Después pudimos elegir poca cosa, casi nada. Los ciudadanos se convirtieron en usuarios y consumidores que rara vez lograban encontrarse con una voz humana en los servicios de atención al cliente. Aquel discurso que hacía pie en la libertad de mercado se guardó en la letra chica la abolición de la libertad para diseñar la propia vida. Sin políticas públicas que equilibraran a los sectores poderosos y a los sectores débiles, muchos Campanelli fueron desalojados, igualados para abajo con otros que ya tampoco podían aspirar a un patio propio.

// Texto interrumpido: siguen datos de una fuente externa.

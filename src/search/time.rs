// Wall-clock budget tracking for a single search invocation.
//
// Reading the clock is a syscall, so the deadline is only consulted every
// `check_interval` visited nodes. The interval is a power of two so the
// throttle is a single mask instead of a division.

use std::time::{Duration, Instant};

/// Default node interval between clock checks.
const DEFAULT_CHECK_INTERVAL: u64 = 1024;

/// Budget horizon used when no deadline applies.
const FAR_FUTURE: Duration = Duration::from_secs(3600 * 24);

/// Signal that the time budget ran out mid-search.
///
/// This is control flow, not a failure: it unwinds the recursion without
/// producing a score, and the deepening controller recovers by falling
/// back to the last fully completed iteration. A partially searched
/// subtree never yields a usable value, which is why this is carried in
/// `Result` rather than folded into the score domain.
#[derive(Debug, Clone, Copy, PartialEq, Eq)]
pub struct SearchInterrupted;

/// Deadline plus node counter, owned by one search invocation.
#[derive(Debug, Clone)]
pub struct SearchBudget {
    deadline: Instant,
    nodes: u64,
    check_mask: u64,
}

impl SearchBudget {
    /// Budget expiring `limit` from now.
    pub fn new(limit: Duration) -> Self {
        Self::with_check_interval(limit, DEFAULT_CHECK_INTERVAL)
    }

    /// Budget with an explicit clock-check interval (rounded up to a
    /// power of two, minimum 1).
    pub fn with_check_interval(limit: Duration, interval: u64) -> Self {
        let interval = interval.max(1).next_power_of_two();
        Self {
            deadline: Instant::now() + limit,
            nodes: 0,
            check_mask: interval - 1,
        }
    }

    /// Budget that never expires in practice.
    pub fn unlimited() -> Self {
        Self::new(FAR_FUTURE)
    }

    /// Count one visited node; errs if a clock check finds the deadline
    /// passed. Call at every node entry.
    #[inline]
    pub fn visit(&mut self) -> Result<(), SearchInterrupted> {
        self.nodes += 1;
        if self.nodes & self.check_mask == 0 && self.expired() {
            return Err(SearchInterrupted);
        }
        Ok(())
    }

    /// Unthrottled deadline check.
    #[inline]
    pub fn expired(&self) -> bool {
        Instant::now() >= self.deadline
    }

    /// Nodes visited so far.
    pub fn nodes(&self) -> u64 {
        self.nodes
    }

    /// Time left before the deadline (zero once expired).
    pub fn remaining(&self) -> Duration {
        self.deadline.saturating_duration_since(Instant::now())
    }
}

#[cfg(test)]
mod tests {
    use super::*;

    #[test]
    fn counts_nodes() {
        let mut budget = SearchBudget::unlimited();
        for _ in 0..10 {
            budget.visit().unwrap();
        }
        assert_eq!(budget.nodes(), 10);
    }

    #[test]
    fn expired_budget_interrupts_on_check_boundary() {
        let mut budget = SearchBudget::with_check_interval(Duration::ZERO, 4);
        assert!(budget.expired());
        // Nodes 1-3 fall between clock checks and pass.
        assert!(budget.visit().is_ok());
        assert!(budget.visit().is_ok());
        assert!(budget.visit().is_ok());
        // Node 4 hits the mask and sees the deadline.
        assert_eq!(budget.visit(), Err(SearchInterrupted));
    }

    #[test]
    fn generous_budget_never_interrupts() {
        let mut budget = SearchBudget::new(Duration::from_secs(60));
        for _ in 0..100_000 {
            assert!(budget.visit().is_ok());
        }
    }

    #[test]
    fn interval_rounds_to_power_of_two() {
        let mut budget = SearchBudget::with_check_interval(Duration::ZERO, 3);
        // Rounded up to 4: third visit still unchecked.
        assert!(budget.visit().is_ok());
        assert!(budget.visit().is_ok());
        assert!(budget.visit().is_ok());
        assert!(budget.visit().is_err());
    }

    #[test]
    fn remaining_shrinks_to_zero_after_deadline() {
        let budget = SearchBudget::new(Duration::ZERO);
        assert_eq!(budget.remaining(), Duration::ZERO);
    }
}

A los países emergentes el capitalismo no les dio ni siquiera su lógica de progreso. Fuimos tomados por chatarra, con ideólogos que hicieron vista gorda porque ya se habían convertido en empresarios, y con una clase dirigente vergonzosa, intelectualmente pobre y moralmente plana. Aquel proceso necesitó convertir la política en cloaca. También necesitó convencernos de que la política era cloaca. Necesitó alejarnos de la política. Previó individuos incapaces de establecer estrategias colectivas. Recortó a cada uno en su isla, gestó jóvenes abúlicos, sembró desconfianza en el prójimo, puso rejas en las ventanas y en las mentes, operó en lo más profundo: allí donde nacen las ganas de cambiar.
Esta semana recuperamos algo. Una voluntad común. Una empresa que fue nuestra en tanto fue estatal, y dejó de serlo cuando fue vendida y comprada como una mercancía sin valor simbólico. Aerolíneas Argentinas, además de una línea de bandera, es un símbolo que vuelve a esta casa en la que habitamos todos.